I hope I didn't give too much away. It doesn't matter, though. This is not a book ruined by spoilers. It is a book you will borrow from the library, and then you will buy yourself an early edition hardback so you can read it whenever you want.
Ferber's characters are complex, and although they are deeply moral, they never serve as a vessel for the author's moralization (cough, Ayn Rand, cough), nor do they slip into saccharine platitudes. Some of her sentences were so beautiful I wished I had never read them, just so I could read them again for the first time. She substitutes warmth and empathy and pathos for Rand's cold, calculating Objectivism, and I dearly wish she was as widely read. I think I'll start by checking out the rest of her books from the library.

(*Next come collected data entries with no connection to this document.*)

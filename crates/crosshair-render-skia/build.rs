// File: crates/crosshair-render-skia/build.rs
// Summary: Build script to link required Windows system libraries for Skia/ICU.

fn main() {
    #[cfg(target_os = "windows")]
    {
        // Needed for RegOpenKeyExW, RegQueryInfoKeyW, etc.
        println!("cargo:rustc-link-lib=advapi32");
    }
}
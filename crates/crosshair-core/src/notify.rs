// File: crates/crosshair-core/src/notify.rs
// Summary: Notification bridge: named events to the host bus plus optional caller hooks.

use std::cell::RefCell;
use std::rc::Rc;
use std::sync::mpsc::Sender;

use serde_json::Value;
use tracing::{debug, warn};

use crate::cursor::CursorView;

/// Event published on the host chart's bus.
#[derive(Clone, Debug, PartialEq)]
pub enum CrosshairEvent {
    /// Metadata of the currently hovered points, possibly empty.
    Hovered(Vec<Value>),
    Frozen(bool),
    /// Metadata of the points under the cursor at click time.
    Click(Vec<Value>),
}

impl CrosshairEvent {
    pub const fn name(&self) -> &'static str {
        match self {
            CrosshairEvent::Hovered(_) => "crosshairCursor:hovered",
            CrosshairEvent::Frozen(_) => "crosshairCursor:frozen",
            CrosshairEvent::Click(_) => "crosshairCursor:click",
        }
    }
}

/// Host event bus.
pub trait EventSink {
    fn emit(&mut self, event: CrosshairEvent);
}

impl EventSink for Vec<CrosshairEvent> {
    fn emit(&mut self, event: CrosshairEvent) {
        self.push(event);
    }
}

impl EventSink for Sender<CrosshairEvent> {
    fn emit(&mut self, event: CrosshairEvent) {
        if self.send(event).is_err() {
            warn!("crosshair event receiver dropped");
        }
    }
}

// Lets the host keep a handle on a sink the overlay also writes to.
impl<S: EventSink> EventSink for Rc<RefCell<S>> {
    fn emit(&mut self, event: CrosshairEvent) {
        self.borrow_mut().emit(event);
    }
}

/// Gets a read-only view of the cursor; hooks must not reach for the cursor itself.
pub type MetaCallback = Box<dyn FnMut(&CursorView<'_>, &[Value])>;
pub type FrozenCallback = Box<dyn FnMut(bool)>;

/// Caller-supplied callbacks, invoked before the bus sees the event.
#[derive(Default)]
pub struct Hooks {
    pub hover: Option<MetaCallback>,
    pub click: Option<MetaCallback>,
    pub freeze_change: Option<FrozenCallback>,
}

impl Hooks {
    pub fn new() -> Self { Self::default() }

    pub fn on_hover(mut self, f: impl FnMut(&CursorView<'_>, &[Value]) + 'static) -> Self {
        self.hover = Some(Box::new(f));
        self
    }

    pub fn on_click(mut self, f: impl FnMut(&CursorView<'_>, &[Value]) + 'static) -> Self {
        self.click = Some(Box::new(f));
        self
    }

    pub fn on_freeze_change(mut self, f: impl FnMut(bool) + 'static) -> Self {
        self.freeze_change = Some(Box::new(f));
        self
    }
}

impl std::fmt::Debug for Hooks {
    fn fmt(&self, f: &mut std::fmt::Formatter<'_>) -> std::fmt::Result {
        f.debug_struct("Hooks")
            .field("hover", &self.hover.is_some())
            .field("click", &self.click.is_some())
            .field("freeze_change", &self.freeze_change.is_some())
            .finish()
    }
}

/// Fans each notification out to the hooks and the bus.
pub struct Notifier {
    hooks: Hooks,
    sink: Option<Box<dyn EventSink>>,
}

impl Notifier {
    pub fn new(hooks: Hooks) -> Self { Self { hooks, sink: None } }

    pub fn with_sink(mut self, sink: impl EventSink + 'static) -> Self {
        self.sink = Some(Box::new(sink));
        self
    }

    pub fn hovered(&mut self, view: &CursorView<'_>, meta: Vec<Value>) {
        debug!(points = meta.len(), "crosshair hovered");
        if let Some(f) = self.hooks.hover.as_mut() {
            f(view, &meta);
        }
        self.publish(CrosshairEvent::Hovered(meta));
    }

    pub fn frozen(&mut self, frozen: bool) {
        debug!(frozen, "crosshair frozen state");
        if let Some(f) = self.hooks.freeze_change.as_mut() {
            f(frozen);
        }
        self.publish(CrosshairEvent::Frozen(frozen));
    }

    pub fn click(&mut self, view: &CursorView<'_>, meta: Vec<Value>) {
        debug!(points = meta.len(), "crosshair click");
        if let Some(f) = self.hooks.click.as_mut() {
            f(view, &meta);
        }
        self.publish(CrosshairEvent::Click(meta));
    }

    fn publish(&mut self, event: CrosshairEvent) {
        if let Some(sink) = self.sink.as_mut() {
            sink.emit(event);
        }
    }
}

impl Default for Notifier {
    fn default() -> Self { Self::new(Hooks::default()) }
}

impl std::fmt::Debug for Notifier {
    fn fmt(&self, f: &mut std::fmt::Formatter<'_>) -> std::fmt::Result {
        f.debug_struct("Notifier")
            .field("hooks", &self.hooks)
            .field("sink", &self.sink.is_some())
            .finish()
    }
}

Edna Ferber was born in Kalamazoo, Michigan in 1885, and spent the first 12 years of her life in Chicago before moving to New York in her later years. Her novels tend to feature strong female protagonists, and several theatrical and film productions have been based on her works, including Show Boat, Giant, Ice Palace, Saratoga Trunk, and Cimarron. She won a Pulitzer Prize for So Big in 1925 and was a member of the Algonquian Round Table. Ferber never married, had no children, and was never known to have engaged in a romantic or sexual relationship. She died of stomach cancer at the age of 82.